Problem description → In the records below, which lines include "values"? Copy them.

Saved entries
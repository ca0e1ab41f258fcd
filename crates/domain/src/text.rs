// Copyright (C) 2026 Fred Clausen
// Use of this source code is governed by an MIT-style
// license that can be found in the LICENSE file or at
// https://opensource.org/licenses/MIT.

//! Free-text normalization applied before rows are written.

/// The value of the nationality selector that switches to free text.
pub const OTHER_NATIONALITY: &str = "OTHER";

/// Feminine nationality forms and their canonical masculine form.
const NATIONALITY_CANONICAL_FORMS: [(&str, &str); 5] = [
    ("АБХАЗКА", "АБХАЗ"),
    ("АБАЗИНКА", "АБАЗИН"),
    ("КАБАРДИНКА", "КАБАРДИНЕЦ"),
    ("АДЫГЕЙКА", "АДЫГ"),
    ("УБЫХКА", "УБЫХ"),
];

/// Uppercases a free-text value.
///
/// Blank values (empty or whitespace only) are returned unchanged. Applying
/// this twice yields the same result as applying it once.
#[must_use]
pub fn to_upper(value: &str) -> String {
    if value.trim().is_empty() {
        value.to_string()
    } else {
        value.to_uppercase()
    }
}

/// Uppercases an optional free-text column value.
#[must_use]
pub fn normalize_text(value: Option<String>) -> Option<String> {
    value.map(|v| to_upper(&v))
}

/// Trims a value and maps blank input to `None`.
#[must_use]
pub fn non_blank(value: Option<&str>) -> Option<String> {
    value
        .map(str::trim)
        .filter(|v| !v.is_empty())
        .map(str::to_string)
}

/// Maps a nationality to its canonical form.
///
/// Known feminine forms map to the masculine form; known canonical values
/// come back uppercased; anything else is only trimmed.
#[must_use]
pub fn normalize_nationality(value: &str) -> String {
    let upper: String = value.trim().to_uppercase();

    for (feminine, canonical) in NATIONALITY_CANONICAL_FORMS {
        if upper == feminine || upper == canonical {
            return canonical.to_string();
        }
    }

    value.trim().to_string()
}

/// Resolves the nationality from the selector and its free-text companion.
///
/// Selecting [`OTHER_NATIONALITY`] takes the free-text value instead.
/// Blank results become `None`.
#[must_use]
pub fn resolve_nationality(selected: Option<&str>, other: Option<&str>) -> Option<String> {
    let raw: &str = if selected == Some(OTHER_NATIONALITY) {
        other.unwrap_or_default()
    } else {
        selected.unwrap_or_default()
    };

    let normalized: String = normalize_nationality(raw);
    if normalized.is_empty() {
        None
    } else {
        Some(normalized)
    }
}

Response to this exercise →
/// Blank values (empty or whitespace only) are returned unchanged. Applying
/// Known feminine forms map to the masculine form; known canonical values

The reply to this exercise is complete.